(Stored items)
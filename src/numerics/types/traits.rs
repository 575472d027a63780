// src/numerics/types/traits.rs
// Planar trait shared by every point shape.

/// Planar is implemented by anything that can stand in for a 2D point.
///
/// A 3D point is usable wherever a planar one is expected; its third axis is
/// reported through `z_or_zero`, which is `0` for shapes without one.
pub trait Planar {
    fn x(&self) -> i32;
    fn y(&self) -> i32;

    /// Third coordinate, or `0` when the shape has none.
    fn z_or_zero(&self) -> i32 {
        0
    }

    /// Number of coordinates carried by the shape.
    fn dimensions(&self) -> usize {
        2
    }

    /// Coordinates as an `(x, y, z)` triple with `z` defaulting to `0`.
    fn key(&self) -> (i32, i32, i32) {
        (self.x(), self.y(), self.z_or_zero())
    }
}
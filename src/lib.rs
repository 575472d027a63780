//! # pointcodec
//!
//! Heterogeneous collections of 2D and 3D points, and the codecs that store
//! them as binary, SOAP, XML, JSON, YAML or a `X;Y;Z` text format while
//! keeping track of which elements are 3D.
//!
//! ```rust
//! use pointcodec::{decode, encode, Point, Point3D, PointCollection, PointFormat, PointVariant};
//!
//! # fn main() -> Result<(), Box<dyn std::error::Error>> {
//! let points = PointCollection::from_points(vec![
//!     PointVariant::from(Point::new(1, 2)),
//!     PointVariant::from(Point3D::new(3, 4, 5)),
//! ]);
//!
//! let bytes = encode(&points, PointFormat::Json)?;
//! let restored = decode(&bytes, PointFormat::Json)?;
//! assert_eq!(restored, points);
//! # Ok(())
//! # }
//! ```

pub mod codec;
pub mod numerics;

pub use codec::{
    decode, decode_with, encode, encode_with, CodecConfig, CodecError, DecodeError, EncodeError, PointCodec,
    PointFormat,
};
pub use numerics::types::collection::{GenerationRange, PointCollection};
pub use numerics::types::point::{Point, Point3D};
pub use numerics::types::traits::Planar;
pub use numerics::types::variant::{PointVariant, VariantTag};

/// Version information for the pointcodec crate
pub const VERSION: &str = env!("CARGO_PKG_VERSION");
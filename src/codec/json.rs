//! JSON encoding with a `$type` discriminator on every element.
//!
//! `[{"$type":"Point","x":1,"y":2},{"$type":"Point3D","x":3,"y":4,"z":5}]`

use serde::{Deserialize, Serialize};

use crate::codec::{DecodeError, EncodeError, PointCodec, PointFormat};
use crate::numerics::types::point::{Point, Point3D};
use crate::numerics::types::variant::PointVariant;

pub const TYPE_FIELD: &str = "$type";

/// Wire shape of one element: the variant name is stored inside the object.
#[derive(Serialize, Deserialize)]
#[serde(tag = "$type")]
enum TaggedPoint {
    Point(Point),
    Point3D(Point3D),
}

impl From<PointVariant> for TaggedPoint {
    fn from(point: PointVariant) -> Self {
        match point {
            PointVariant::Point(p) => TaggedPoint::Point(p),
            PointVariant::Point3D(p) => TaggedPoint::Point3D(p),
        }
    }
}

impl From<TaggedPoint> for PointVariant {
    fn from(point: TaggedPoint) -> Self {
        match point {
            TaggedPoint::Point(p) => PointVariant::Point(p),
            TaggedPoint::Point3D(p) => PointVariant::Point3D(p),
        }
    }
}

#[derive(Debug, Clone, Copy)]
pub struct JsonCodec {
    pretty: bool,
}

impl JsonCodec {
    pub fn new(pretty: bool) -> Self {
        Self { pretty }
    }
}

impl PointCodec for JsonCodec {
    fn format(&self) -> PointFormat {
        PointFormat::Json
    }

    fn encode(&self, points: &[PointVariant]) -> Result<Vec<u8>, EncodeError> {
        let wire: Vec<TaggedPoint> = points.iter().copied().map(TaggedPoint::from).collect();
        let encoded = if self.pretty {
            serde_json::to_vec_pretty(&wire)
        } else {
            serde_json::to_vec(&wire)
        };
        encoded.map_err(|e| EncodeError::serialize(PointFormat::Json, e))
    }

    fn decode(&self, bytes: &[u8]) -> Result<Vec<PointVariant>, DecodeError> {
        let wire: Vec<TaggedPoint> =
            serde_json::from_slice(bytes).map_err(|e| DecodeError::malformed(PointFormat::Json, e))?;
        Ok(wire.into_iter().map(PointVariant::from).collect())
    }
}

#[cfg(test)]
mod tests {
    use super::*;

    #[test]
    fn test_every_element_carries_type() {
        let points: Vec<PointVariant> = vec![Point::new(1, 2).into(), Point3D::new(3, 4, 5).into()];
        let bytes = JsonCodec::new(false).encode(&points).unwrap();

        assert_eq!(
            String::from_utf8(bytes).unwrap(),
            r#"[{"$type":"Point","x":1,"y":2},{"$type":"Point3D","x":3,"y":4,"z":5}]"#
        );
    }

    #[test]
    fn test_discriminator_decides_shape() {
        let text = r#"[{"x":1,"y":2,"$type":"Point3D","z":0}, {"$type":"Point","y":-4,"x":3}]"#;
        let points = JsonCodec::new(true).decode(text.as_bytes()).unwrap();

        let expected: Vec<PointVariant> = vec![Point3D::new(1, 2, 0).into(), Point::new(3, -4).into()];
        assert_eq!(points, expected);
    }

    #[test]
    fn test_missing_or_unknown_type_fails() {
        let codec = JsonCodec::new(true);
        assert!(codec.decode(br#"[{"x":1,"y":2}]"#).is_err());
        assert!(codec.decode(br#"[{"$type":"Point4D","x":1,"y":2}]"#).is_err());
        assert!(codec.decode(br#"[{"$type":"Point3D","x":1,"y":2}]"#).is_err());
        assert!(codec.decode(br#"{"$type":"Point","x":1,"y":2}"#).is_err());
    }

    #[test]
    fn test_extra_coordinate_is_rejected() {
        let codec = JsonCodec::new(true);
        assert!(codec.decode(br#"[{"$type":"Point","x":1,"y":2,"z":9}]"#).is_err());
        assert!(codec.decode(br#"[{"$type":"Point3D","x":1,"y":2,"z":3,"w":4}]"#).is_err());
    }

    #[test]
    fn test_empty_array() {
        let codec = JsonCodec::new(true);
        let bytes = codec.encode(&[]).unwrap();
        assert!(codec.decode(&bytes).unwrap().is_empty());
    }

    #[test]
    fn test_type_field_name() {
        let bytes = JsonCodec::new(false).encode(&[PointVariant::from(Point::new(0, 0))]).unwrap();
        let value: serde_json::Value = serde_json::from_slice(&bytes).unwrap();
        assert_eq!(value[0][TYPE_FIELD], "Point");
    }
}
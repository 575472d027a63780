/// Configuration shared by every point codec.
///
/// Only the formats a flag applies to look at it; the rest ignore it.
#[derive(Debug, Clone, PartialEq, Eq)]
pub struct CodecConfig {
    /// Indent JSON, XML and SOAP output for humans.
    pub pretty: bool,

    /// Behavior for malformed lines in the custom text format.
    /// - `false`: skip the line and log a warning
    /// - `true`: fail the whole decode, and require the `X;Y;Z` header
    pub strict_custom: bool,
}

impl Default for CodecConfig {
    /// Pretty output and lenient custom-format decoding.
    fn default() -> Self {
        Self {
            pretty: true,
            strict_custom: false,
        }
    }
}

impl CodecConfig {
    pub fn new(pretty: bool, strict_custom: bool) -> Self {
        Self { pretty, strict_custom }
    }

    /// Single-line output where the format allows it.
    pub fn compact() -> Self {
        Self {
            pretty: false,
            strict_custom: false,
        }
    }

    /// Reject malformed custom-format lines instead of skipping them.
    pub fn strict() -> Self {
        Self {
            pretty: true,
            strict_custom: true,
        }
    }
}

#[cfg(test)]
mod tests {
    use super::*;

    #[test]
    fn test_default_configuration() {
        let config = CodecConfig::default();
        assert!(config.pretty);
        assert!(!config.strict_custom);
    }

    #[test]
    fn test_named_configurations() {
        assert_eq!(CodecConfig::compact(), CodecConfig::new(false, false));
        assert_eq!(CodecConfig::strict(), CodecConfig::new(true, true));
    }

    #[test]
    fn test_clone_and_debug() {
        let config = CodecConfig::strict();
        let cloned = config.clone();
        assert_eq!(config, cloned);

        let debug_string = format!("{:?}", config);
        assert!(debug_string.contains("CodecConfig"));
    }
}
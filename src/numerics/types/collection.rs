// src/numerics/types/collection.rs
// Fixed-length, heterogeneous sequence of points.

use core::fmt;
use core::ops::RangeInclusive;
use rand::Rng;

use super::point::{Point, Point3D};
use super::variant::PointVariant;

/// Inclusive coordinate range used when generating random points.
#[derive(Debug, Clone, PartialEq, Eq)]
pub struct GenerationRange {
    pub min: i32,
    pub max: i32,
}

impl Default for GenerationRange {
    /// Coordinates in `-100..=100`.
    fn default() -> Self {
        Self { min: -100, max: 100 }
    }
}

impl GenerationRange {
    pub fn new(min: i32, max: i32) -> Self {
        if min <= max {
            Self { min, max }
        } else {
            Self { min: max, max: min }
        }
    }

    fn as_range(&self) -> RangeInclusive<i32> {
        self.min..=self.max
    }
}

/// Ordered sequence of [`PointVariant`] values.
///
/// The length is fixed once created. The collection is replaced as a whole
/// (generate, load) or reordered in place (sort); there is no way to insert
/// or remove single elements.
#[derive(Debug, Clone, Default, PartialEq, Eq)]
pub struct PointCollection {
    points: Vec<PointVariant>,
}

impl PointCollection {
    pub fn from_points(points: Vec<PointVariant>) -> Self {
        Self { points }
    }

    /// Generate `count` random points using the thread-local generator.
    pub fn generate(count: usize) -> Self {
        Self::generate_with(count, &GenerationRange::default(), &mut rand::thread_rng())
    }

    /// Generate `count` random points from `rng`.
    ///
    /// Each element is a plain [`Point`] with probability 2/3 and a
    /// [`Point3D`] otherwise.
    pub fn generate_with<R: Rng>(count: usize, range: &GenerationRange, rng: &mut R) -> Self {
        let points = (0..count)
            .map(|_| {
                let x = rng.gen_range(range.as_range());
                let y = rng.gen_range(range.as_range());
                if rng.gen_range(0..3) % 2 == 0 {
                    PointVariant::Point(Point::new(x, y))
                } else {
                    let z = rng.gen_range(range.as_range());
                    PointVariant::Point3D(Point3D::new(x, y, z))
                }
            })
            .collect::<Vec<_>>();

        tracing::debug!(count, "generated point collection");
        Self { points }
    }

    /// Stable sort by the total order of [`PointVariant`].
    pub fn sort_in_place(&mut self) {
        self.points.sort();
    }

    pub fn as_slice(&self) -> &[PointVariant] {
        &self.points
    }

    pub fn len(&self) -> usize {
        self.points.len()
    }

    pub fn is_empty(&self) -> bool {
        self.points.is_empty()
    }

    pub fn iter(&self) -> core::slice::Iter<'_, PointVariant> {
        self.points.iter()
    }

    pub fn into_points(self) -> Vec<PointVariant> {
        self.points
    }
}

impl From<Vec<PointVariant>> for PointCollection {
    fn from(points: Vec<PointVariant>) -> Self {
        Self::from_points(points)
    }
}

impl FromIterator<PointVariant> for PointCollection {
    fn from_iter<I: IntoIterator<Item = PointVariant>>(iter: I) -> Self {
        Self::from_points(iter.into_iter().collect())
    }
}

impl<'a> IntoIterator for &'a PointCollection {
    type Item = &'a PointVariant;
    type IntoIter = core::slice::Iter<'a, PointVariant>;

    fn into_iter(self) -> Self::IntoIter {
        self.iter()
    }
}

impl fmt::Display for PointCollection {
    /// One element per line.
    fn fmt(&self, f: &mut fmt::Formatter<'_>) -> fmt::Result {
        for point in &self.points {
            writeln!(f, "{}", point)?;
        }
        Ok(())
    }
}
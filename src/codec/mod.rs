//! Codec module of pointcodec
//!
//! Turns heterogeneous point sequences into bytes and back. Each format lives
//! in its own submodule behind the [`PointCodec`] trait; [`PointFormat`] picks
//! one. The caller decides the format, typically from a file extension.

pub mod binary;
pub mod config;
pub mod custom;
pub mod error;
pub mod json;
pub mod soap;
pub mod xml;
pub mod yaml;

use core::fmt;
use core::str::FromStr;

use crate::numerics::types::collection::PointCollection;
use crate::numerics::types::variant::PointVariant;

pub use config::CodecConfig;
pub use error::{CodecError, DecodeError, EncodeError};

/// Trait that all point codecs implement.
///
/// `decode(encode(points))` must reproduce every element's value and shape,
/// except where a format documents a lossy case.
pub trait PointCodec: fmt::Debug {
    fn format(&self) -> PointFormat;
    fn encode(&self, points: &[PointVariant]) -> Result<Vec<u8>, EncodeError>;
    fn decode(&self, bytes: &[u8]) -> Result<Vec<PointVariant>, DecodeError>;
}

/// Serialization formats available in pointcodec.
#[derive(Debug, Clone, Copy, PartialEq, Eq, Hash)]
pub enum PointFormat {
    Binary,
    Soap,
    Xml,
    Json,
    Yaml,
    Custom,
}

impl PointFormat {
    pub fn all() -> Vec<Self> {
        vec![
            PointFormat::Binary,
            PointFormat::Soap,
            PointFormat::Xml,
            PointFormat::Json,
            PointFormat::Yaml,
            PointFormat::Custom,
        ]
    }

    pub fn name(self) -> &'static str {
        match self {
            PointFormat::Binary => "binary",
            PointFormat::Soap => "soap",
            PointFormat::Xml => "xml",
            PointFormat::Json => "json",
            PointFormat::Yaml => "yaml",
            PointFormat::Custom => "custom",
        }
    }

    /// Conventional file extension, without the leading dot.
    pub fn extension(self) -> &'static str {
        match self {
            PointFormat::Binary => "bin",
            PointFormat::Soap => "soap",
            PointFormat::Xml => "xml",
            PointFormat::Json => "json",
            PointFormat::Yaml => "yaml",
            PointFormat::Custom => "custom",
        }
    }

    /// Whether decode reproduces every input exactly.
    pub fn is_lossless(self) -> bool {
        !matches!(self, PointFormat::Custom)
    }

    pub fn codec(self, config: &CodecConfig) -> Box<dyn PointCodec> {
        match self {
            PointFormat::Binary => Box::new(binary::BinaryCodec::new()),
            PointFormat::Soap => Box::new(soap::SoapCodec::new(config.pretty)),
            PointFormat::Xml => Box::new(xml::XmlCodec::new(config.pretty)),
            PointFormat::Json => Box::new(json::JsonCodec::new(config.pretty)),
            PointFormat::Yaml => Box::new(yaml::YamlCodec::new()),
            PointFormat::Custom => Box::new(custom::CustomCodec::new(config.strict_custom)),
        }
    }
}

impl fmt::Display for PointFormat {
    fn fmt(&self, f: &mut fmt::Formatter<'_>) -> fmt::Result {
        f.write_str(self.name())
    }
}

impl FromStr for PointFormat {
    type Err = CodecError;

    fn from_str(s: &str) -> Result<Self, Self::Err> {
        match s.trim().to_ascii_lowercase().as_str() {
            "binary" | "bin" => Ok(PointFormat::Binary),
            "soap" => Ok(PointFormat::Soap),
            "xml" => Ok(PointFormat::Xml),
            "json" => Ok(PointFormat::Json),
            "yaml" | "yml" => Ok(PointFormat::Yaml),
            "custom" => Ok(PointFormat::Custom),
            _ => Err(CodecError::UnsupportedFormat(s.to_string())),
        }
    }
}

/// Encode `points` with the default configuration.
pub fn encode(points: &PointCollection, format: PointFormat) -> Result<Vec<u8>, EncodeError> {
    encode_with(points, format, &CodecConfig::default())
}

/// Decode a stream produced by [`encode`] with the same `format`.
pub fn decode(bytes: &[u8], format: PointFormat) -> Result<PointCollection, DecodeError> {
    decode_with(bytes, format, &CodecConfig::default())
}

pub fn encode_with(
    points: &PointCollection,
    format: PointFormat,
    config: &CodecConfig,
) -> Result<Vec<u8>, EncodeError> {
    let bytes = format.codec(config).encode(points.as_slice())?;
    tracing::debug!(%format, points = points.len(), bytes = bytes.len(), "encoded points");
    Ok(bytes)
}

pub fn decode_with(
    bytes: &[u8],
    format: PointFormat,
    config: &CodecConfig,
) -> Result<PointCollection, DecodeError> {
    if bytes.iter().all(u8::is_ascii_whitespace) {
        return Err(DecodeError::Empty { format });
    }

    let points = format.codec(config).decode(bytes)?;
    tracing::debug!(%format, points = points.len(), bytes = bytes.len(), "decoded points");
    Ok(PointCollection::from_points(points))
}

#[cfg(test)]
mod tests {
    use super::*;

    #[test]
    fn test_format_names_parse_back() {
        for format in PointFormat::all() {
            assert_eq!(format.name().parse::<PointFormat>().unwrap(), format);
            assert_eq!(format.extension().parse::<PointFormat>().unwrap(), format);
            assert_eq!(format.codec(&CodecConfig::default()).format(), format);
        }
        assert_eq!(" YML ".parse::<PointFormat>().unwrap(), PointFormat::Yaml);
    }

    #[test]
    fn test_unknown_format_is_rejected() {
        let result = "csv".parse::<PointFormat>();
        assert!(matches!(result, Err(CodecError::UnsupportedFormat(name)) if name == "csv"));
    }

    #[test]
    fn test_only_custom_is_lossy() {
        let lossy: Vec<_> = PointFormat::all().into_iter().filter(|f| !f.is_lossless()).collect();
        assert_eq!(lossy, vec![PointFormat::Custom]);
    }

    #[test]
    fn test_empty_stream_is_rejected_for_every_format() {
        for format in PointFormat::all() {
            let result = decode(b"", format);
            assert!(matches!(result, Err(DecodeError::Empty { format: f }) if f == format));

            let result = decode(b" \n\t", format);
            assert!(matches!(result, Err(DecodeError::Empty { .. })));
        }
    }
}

* _YOUR OBJECTIVE_
Only a number is expected in response: how many lines of the records above include the word "shared".

* _ANSWER TO THE PROBLEM_
2